(With apologies for the headfake of posting this entry then taking it down – my fingers were working faster than my brain, and I accidentally posted the entry without completing it. Or proofreading it.)
I made a speech last week at which I asserted it was faster to send a petabyte of data from San Francisco to Hong Kong by sailboat, than by the internet.
I got quite a few “how can that possibly be true?” kinds of questions, so here’s the math. (Full disclosure, I am a mathematician by training, which guarantees me a lifetime of small “off by one” errors in all subsequent calculations – so if I get something wrong, be gentle).
A petabyte is a thousand terabytes, which is a million gigabytes, or a billion megabytes. Or 8 billion megabits. With me so far?
So if you had a half megabit per second internet connection, which is relatively high in the US (relatively low compared to residential bandwidth available in, say, Korea), it’d take you 16 billion seconds, or 266 million minutes, or 507 years to transmit the data. Can you sail to Hong Kong faster than that? At a full megabit, just divide the time in half. Even at a hundred megabits (about the highest, generally available, of any carrier I’ve seen), it’s a few years.
As Hal Stern once said to me, “Never understimate the bandwidth of a station wagon full of storage driving down the [New] Jersey Turnpike” – and now you understand why tape based storage has such a lasting appeal to so many enterprises recording, compiling, transporting or just plain archiving, very large quantities of data.
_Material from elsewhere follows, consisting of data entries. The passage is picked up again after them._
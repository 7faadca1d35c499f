use axum::{
    extract::{Query, State},
    routing::get,
    Json, Router,
};
use serde::Deserialize;
use uuid::Uuid;

use marquee_core::models::TicketView;

use crate::error::AppError;
use crate::state::AppState;

#[derive(Debug, Deserialize)]
pub struct VerifyQuery {
    pub token: Uuid,
}

pub fn routes() -> Router<AppState> {
    Router::new().route("/v1/tickets/verify", get(verify_ticket))
}

/// Target of the URL printed in every ticket QR code.
async fn verify_ticket(
    State(state): State<AppState>,
    Query(query): Query<VerifyQuery>,
) -> Result<Json<TicketView>, AppError> {
    Ok(Json(state.tickets.verify(query.token).await?))
}
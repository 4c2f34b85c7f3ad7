//! 过滤栏消息类型

/// 过滤栏相关消息
#[derive(Debug, Clone, PartialEq, Eq)]
pub enum FilterMessage {
    /// 输入字符
    Input(char),

    /// 删除字符（Backspace）
    Backspace,

    /// 清空当前字段
    ClearField,

    /// 下一个字段
    NextField,

    /// 上一个字段
    PrevField,
}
From video surveillance to trading data. Standard tapes are 500GB each (currently), and fit nicely into cardboard boxes with overnight express labels.
One other big benefit to tape as an archive format? When the data’s at rest, it consumes no electricity – just imagine a petabyte of data spinning on even the most power efficient disk storage (for reference, a petabyte of active disk-based storage is the equivalent of more than 40 Thumpers, each drawing more than a kilowatt – and tipping the scales at something north of 150 lbs, slightly tougher to put on a sailboat, or in an overnight envelope). For data to be available, disks have to be kept spinning and cool (tape has no equivalent requirement).
Now there is no one hammer for all nails, and tape isn’t perfect for a lot of applications (near line storage, eg) – but it plays a prominent role in some remarkably cutting edge high performance computing applications, along with social networking and content aggregation sites (who think nothing of gathering terabytes of data every day) – tape archive isn’t just for banks or telcos running mainframes (although we’re good there, too).
So yes, at least for now, it’s faster to send a petabyte of data via a sailboat than the internet (at least defined by the bandwidth to which most of us have access).
Which btw, is another reason we’re refreshing our Solaris on DVD program – it’s more efficient for many folks to get a 4 Gigabyte DVD in the mail (for FREE) than nurse our download centers, a megabit at a time. (And I apologize for how slow the DVD deliveries have been – we haven’t exactly executed perfectly here, but hopefully it’s getting better as I type.)
And I don’t want to even think about moving a zettabyte.